(Collected data entries)
------------------------------
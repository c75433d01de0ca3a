//! Durable key-value storage and its change-notification bus.
//!
//! DESIGN
//! ======
//! The queue record lives under one fixed key. The storage substrate is
//! deliberately narrow — read a key, write a key, remove a key, subscribe to
//! change notifications — so anything offering those operations can sit
//! behind `StateStore`. `FileStore` (one JSON file per key under a data
//! directory) is the kiosk deployment substrate; `MemoryStore` backs tests.
//!
//! Notifications mirror the contract of browser storage events: every write
//! is published on a shared bus tagged with the writing context's identity,
//! and listeners are expected to skip their own context's writes. Sibling
//! handles created with `context()` share data and bus but carry their own
//! identity, modeling another execution context on the same storage.

use std::collections::HashMap;
use std::io::ErrorKind;
use std::path::{Path, PathBuf};
use std::sync::Arc;

use async_trait::async_trait;
use tokio::sync::{RwLock, broadcast};
use uuid::Uuid;

/// The fixed key the queue record is persisted under.
pub const QUEUE_STATE_KEY: &str = "queue_system_state";

/// Capacity of the change-notification bus. Writes are rare (one per
/// operator action), so a small buffer is plenty before a listener lags.
const EVENT_BUS_CAPACITY: usize = 64;

// =============================================================================
// TYPES
// =============================================================================

#[derive(Debug, thiserror::Error)]
pub enum StoreError {
    #[error("storage io: {0}")]
    Io(#[from] std::io::Error),
}

/// A change notification for one key.
#[derive(Debug, Clone)]
pub struct StoreEvent {
    pub key: String,
    /// The serialized value after the change; `None` when the key was removed.
    pub new_value: Option<String>,
    /// Identity of the context that performed the write.
    pub origin: Uuid,
}

/// The platform boundary: durable same-storage key-value access plus
/// change notifications from every context sharing the storage.
#[async_trait]
pub trait StateStore: Send + Sync {
    async fn read_key(&self, key: &str) -> Result<Option<String>, StoreError>;

    async fn write_key(&self, key: &str, value: &str) -> Result<(), StoreError>;

    async fn remove_key(&self, key: &str) -> Result<(), StoreError>;

    /// Subscribe to change notifications. Events carry the writing context's
    /// identity so subscribers can ignore their own writes.
    fn subscribe(&self) -> broadcast::Receiver<StoreEvent>;

    /// Identity of this handle's execution context.
    fn origin(&self) -> Uuid;
}

// =============================================================================
// FILE STORE
// =============================================================================

/// File-backed store: one JSON file per key under a data directory.
pub struct FileStore {
    dir: PathBuf,
    bus: broadcast::Sender<StoreEvent>,
    origin: Uuid,
}

impl FileStore {
    /// Open a store rooted at `dir`, creating the directory if needed.
    ///
    /// # Errors
    ///
    /// Returns an error if the directory cannot be created.
    pub fn new(dir: impl AsRef<Path>) -> Result<Self, StoreError> {
        let dir = dir.as_ref().to_path_buf();
        std::fs::create_dir_all(&dir)?;
        let (bus, _) = broadcast::channel(EVENT_BUS_CAPACITY);
        Ok(Self { dir, bus, origin: Uuid::new_v4() })
    }

    /// Create a sibling handle on the same directory and change bus with its
    /// own context identity.
    #[must_use]
    pub fn context(&self) -> Self {
        Self { dir: self.dir.clone(), bus: self.bus.clone(), origin: Uuid::new_v4() }
    }

    fn key_path(&self, key: &str) -> PathBuf {
        self.dir.join(format!("{key}.json"))
    }

    fn notify(&self, key: &str, new_value: Option<String>) {
        // No subscribers is fine — send only fails when nobody listens.
        let _ = self.bus.send(StoreEvent { key: key.to_owned(), new_value, origin: self.origin });
    }
}

#[async_trait]
impl StateStore for FileStore {
    async fn read_key(&self, key: &str) -> Result<Option<String>, StoreError> {
        match tokio::fs::read_to_string(self.key_path(key)).await {
            Ok(raw) => Ok(Some(raw)),
            Err(e) if e.kind() == ErrorKind::NotFound => Ok(None),
            Err(e) => Err(e.into()),
        }
    }

    async fn write_key(&self, key: &str, value: &str) -> Result<(), StoreError> {
        tokio::fs::write(self.key_path(key), value).await?;
        self.notify(key, Some(value.to_owned()));
        Ok(())
    }

    async fn remove_key(&self, key: &str) -> Result<(), StoreError> {
        match tokio::fs::remove_file(self.key_path(key)).await {
            Ok(()) => {
                self.notify(key, None);
                Ok(())
            }
            Err(e) if e.kind() == ErrorKind::NotFound => Ok(()),
            Err(e) => Err(e.into()),
        }
    }

    fn subscribe(&self) -> broadcast::Receiver<StoreEvent> {
        self.bus.subscribe()
    }

    fn origin(&self) -> Uuid {
        self.origin
    }
}

// =============================================================================
// MEMORY STORE
// =============================================================================

/// In-memory store with the same notification contract. Used by tests.
pub struct MemoryStore {
    entries: Arc<RwLock<HashMap<String, String>>>,
    bus: broadcast::Sender<StoreEvent>,
    origin: Uuid,
}

impl MemoryStore {
    #[must_use]
    pub fn new() -> Self {
        let (bus, _) = broadcast::channel(EVENT_BUS_CAPACITY);
        Self { entries: Arc::new(RwLock::new(HashMap::new())), bus, origin: Uuid::new_v4() }
    }

    /// Create a sibling handle on the same entries and change bus with its
    /// own context identity.
    #[must_use]
    pub fn context(&self) -> Self {
        Self { entries: Arc::clone(&self.entries), bus: self.bus.clone(), origin: Uuid::new_v4() }
    }

    fn notify(&self, key: &str, new_value: Option<String>) {
        let _ = self.bus.send(StoreEvent { key: key.to_owned(), new_value, origin: self.origin });
    }
}

impl Default for MemoryStore {
    fn default() -> Self {
        Self::new()
    }
}

#[async_trait]
impl StateStore for MemoryStore {
    async fn read_key(&self, key: &str) -> Result<Option<String>, StoreError> {
        let entries = self.entries.read().await;
        Ok(entries.get(key).cloned())
    }

    async fn write_key(&self, key: &str, value: &str) -> Result<(), StoreError> {
        {
            let mut entries = self.entries.write().await;
            entries.insert(key.to_owned(), value.to_owned());
        }
        self.notify(key, Some(value.to_owned()));
        Ok(())
    }

    async fn remove_key(&self, key: &str) -> Result<(), StoreError> {
        let removed = {
            let mut entries = self.entries.write().await;
            entries.remove(key)
        };
        if removed.is_some() {
            self.notify(key, None);
        }
        Ok(())
    }

    fn subscribe(&self) -> broadcast::Receiver<StoreEvent> {
        self.bus.subscribe()
    }

    fn origin(&self) -> Uuid {
        self.origin
    }
}

#[cfg(test)]
#[path = "store_test.rs"]
mod tests;
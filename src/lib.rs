//! Queue-number display service for a service counter.
//!
//! The server owns the shared queue record (current number, next number,
//! scrolling announcement). The public Display page and the staff Operator
//! page connect over WebSocket; every mutation is mirrored to durable
//! storage and pushed to every other connected view.

pub mod frame;
pub mod routes;
pub mod services;
pub mod state;
pub mod store;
------------------------------
> _Task to carry out_: Check every line of the data, and copy the ones that contain "with".

> _Solved exercise_:
//! is published on a shared bus tagged with the writing context's identity,
//! handles created with `context()` share data and bus but carry their own
    /// Create a sibling handle on the same directory and change bus with its
/// In-memory store with the same notification contract. Used by tests.
    /// Create a sibling handle on the same entries and change bus with its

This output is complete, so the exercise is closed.